## [Data extract]
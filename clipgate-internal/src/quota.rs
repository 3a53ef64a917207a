use std::sync::atomic::{AtomicU64, Ordering};
use std::sync::Arc;
use uuid::Uuid;

use crate::auth::{Principal, PrincipalStore};
use crate::error::Error;
use crate::store::SharedStore;

pub const QUOTA_USED_KEY_PREFIX: &str = "quota:used:";

/// Snapshot of a principal's monthly allowance at check time.
#[derive(Debug, Clone, Copy, PartialEq, Eq)]
pub struct QuotaDecision {
    pub has_quota: bool,
    pub remaining: u64,
}

#[derive(Debug, Default)]
pub struct QuotaTrackerMetrics {
    consumed: AtomicU64,
    denied: AtomicU64,
    fail_open: AtomicU64,
}

impl QuotaTrackerMetrics {
    pub fn record_consumed(&self) {
        self.consumed.fetch_add(1, Ordering::Relaxed);
    }

    pub fn record_denied(&self) {
        self.denied.fetch_add(1, Ordering::Relaxed);
    }

    pub fn record_fail_open(&self) {
        self.fail_open.fetch_add(1, Ordering::Relaxed);
    }

    pub fn snapshot(&self) -> QuotaTrackerMetricsSnapshot {
        QuotaTrackerMetricsSnapshot {
            consumed: self.consumed.load(Ordering::Relaxed),
            denied: self.denied.load(Ordering::Relaxed),
            fail_open: self.fail_open.load(Ordering::Relaxed),
        }
    }
}

#[derive(Debug, Clone, Copy, PartialEq, Eq)]
pub struct QuotaTrackerMetricsSnapshot {
    pub consumed: u64,
    pub denied: u64,
    pub fail_open: u64,
}

/// Monthly usage counter per principal, backed by the shared store so every
/// gateway instance sees the same count. The used counter carries no TTL;
/// `reset_period` is the explicit rollover. When the store is disabled or
/// unreachable the check fails open.
pub struct QuotaTracker {
    store: SharedStore,
    principals: PrincipalStore,
    metrics: Arc<QuotaTrackerMetrics>,
}

impl QuotaTracker {
    pub fn new(store: SharedStore, principals: PrincipalStore) -> Self {
        Self {
            store,
            principals,
            metrics: Arc::new(QuotaTrackerMetrics::default()),
        }
    }

    pub fn metrics(&self) -> Arc<QuotaTrackerMetrics> {
        self.metrics.clone()
    }

    fn used_key(principal_id: Uuid) -> String {
        format!("{QUOTA_USED_KEY_PREFIX}{principal_id}")
    }

    /// Read the remaining allowance without consuming any of it. A missing
    /// counter reads as zero used.
    pub async fn check_remaining(&self, principal: &Principal) -> QuotaDecision {
        if !self.store.is_enabled() {
            self.metrics.record_fail_open();
            return QuotaDecision {
                has_quota: true,
                remaining: 0,
            };
        }

        match self.store.get(&Self::used_key(principal.id)).await {
            Ok(value) => {
                let used = match value {
                    Some(raw) => match raw.parse::<u64>() {
                        Ok(n) => n,
                        Err(_) => {
                            tracing::warn!(
                                principal_id = %principal.id,
                                value = %raw,
                                "quota counter holds a non-numeric value, reading as 0",
                            );
                            0
                        }
                    },
                    None => 0,
                };
                let remaining = principal.monthly_quota.saturating_sub(used);
                if remaining == 0 {
                    self.metrics.record_denied();
                }
                QuotaDecision {
                    has_quota: remaining > 0,
                    remaining,
                }
            }
            Err(_) => {
                // The store op already logged the failure
                self.metrics.record_fail_open();
                tracing::warn!(
                    principal_id = %principal.id,
                    "quota check failed, failing open",
                );
                QuotaDecision {
                    has_quota: true,
                    remaining: 0,
                }
            }
        }
    }

    /// Count one billable request against the principal and touch its
    /// last-activity timestamp. Returns whether the shared counter moved;
    /// a store failure warns but never fails the request.
    pub async fn consume(&self, principal: &Principal) -> bool {
        self.principals.touch(principal.id);

        if !self.store.is_enabled() {
            tracing::debug!(
                principal_id = %principal.id,
                "shared store disabled, quota not counted",
            );
            return false;
        }

        match self.store.incr(&Self::used_key(principal.id)).await {
            Ok(used) => {
                self.metrics.record_consumed();
                tracing::debug!(principal_id = %principal.id, used, "quota consumed");
                true
            }
            Err(_) => {
                tracing::warn!(
                    principal_id = %principal.id,
                    "failed to count quota usage, request proceeds",
                );
                false
            }
        }
    }

    /// Delete the used counter. This is the period rollover, driven by
    /// maintenance tooling rather than the request path.
    pub async fn reset_period(&self, principal_id: Uuid) -> Result<(), Error> {
        self.store.delete(&Self::used_key(principal_id)).await
    }
}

## [Your goal]
Start with the first line of the data and print every line exactly. The line containing "pub const QUOTA_USED_KEY_PREFIX: &str" is the last one to include.

## [Output of the exercise]
filename clipgate-internal/src/quota.rs
repository 3a53ef64a917207a
use std::sync::atomic::{AtomicU64, Ordering};
use std::sync::Arc;
use uuid::Uuid;

use crate::auth::{Principal, PrincipalStore};
use crate::error::Error;
use crate::store::SharedStore;

pub const QUOTA_USED_KEY_PREFIX: &str = "quota:used:";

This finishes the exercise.